Please return, with no alterations, the lines below from the very first through the one that contains "pub mod instrumentation;".

%%

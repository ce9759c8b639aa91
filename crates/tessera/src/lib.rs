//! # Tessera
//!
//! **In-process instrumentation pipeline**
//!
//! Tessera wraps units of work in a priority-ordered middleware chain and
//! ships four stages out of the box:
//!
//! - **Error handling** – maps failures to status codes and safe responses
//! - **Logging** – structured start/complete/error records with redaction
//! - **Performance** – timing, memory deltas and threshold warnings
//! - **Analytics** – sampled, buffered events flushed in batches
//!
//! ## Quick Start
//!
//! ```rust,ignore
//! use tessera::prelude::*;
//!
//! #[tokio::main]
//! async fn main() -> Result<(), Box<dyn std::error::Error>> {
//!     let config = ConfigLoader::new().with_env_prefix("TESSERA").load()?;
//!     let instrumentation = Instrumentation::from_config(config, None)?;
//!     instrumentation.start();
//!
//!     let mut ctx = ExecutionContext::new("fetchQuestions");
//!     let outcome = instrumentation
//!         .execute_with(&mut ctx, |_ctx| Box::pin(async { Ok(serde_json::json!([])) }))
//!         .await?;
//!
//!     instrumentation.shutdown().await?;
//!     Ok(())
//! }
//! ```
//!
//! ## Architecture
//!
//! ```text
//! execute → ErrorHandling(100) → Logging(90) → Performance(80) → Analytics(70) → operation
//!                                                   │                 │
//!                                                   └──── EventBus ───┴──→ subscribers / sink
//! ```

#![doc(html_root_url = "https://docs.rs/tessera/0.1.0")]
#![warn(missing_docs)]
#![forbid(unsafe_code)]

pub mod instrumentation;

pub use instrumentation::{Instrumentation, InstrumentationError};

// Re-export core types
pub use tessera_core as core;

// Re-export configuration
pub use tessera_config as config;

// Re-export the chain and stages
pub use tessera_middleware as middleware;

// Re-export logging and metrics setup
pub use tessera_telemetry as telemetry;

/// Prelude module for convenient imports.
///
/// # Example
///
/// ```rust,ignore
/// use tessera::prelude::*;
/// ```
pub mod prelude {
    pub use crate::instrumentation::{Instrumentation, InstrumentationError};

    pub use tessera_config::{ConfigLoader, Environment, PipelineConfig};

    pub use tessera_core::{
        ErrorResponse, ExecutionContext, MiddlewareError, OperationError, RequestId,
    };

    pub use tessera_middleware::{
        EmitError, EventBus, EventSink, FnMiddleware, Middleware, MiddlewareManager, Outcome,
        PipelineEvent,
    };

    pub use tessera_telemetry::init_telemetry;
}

%%

### EXERCISE RESPONSE:
repository ce9759c8b639aa91
filename crates/tessera/src/lib.rs
//! # Tessera
//!
//! **In-process instrumentation pipeline**
//!
//! Tessera wraps units of work in a priority-ordered middleware chain and
//! ships four stages out of the box:
//!
//! - **Error handling** – maps failures to status codes and safe responses
//! - **Logging** – structured start/complete/error records with redaction
//! - **Performance** – timing, memory deltas and threshold warnings
//! - **Analytics** – sampled, buffered events flushed in batches
//!
//! ## Quick Start
//!
//! ```rust,ignore
//! use tessera::prelude::*;
//!
//! #[tokio::main]
//! async fn main() -> Result<(), Box<dyn std::error::Error>> {
//!     let config = ConfigLoader::new().with_env_prefix("TESSERA").load()?;
//!     let instrumentation = Instrumentation::from_config(config, None)?;
//!     instrumentation.start();
//!
//!     let mut ctx = ExecutionContext::new("fetchQuestions");
//!     let outcome = instrumentation
//!         .execute_with(&mut ctx, |_ctx| Box::pin(async { Ok(serde_json::json!([])) }))
//!         .await?;
//!
//!     instrumentation.shutdown().await?;
//!     Ok(())
//! }
//! ```
//!
//! ## Architecture
//!
//! ```text
//! execute → ErrorHandling(100) → Logging(90) → Performance(80) → Analytics(70) → operation
//!                                                   │                 │
//!                                                   └──── EventBus ───┴──→ subscribers / sink
//! ```

#![doc(html_root_url = "https://docs.rs/tessera/0.1.0")]
#![warn(missing_docs)]
#![forbid(unsafe_code)]

pub mod instrumentation;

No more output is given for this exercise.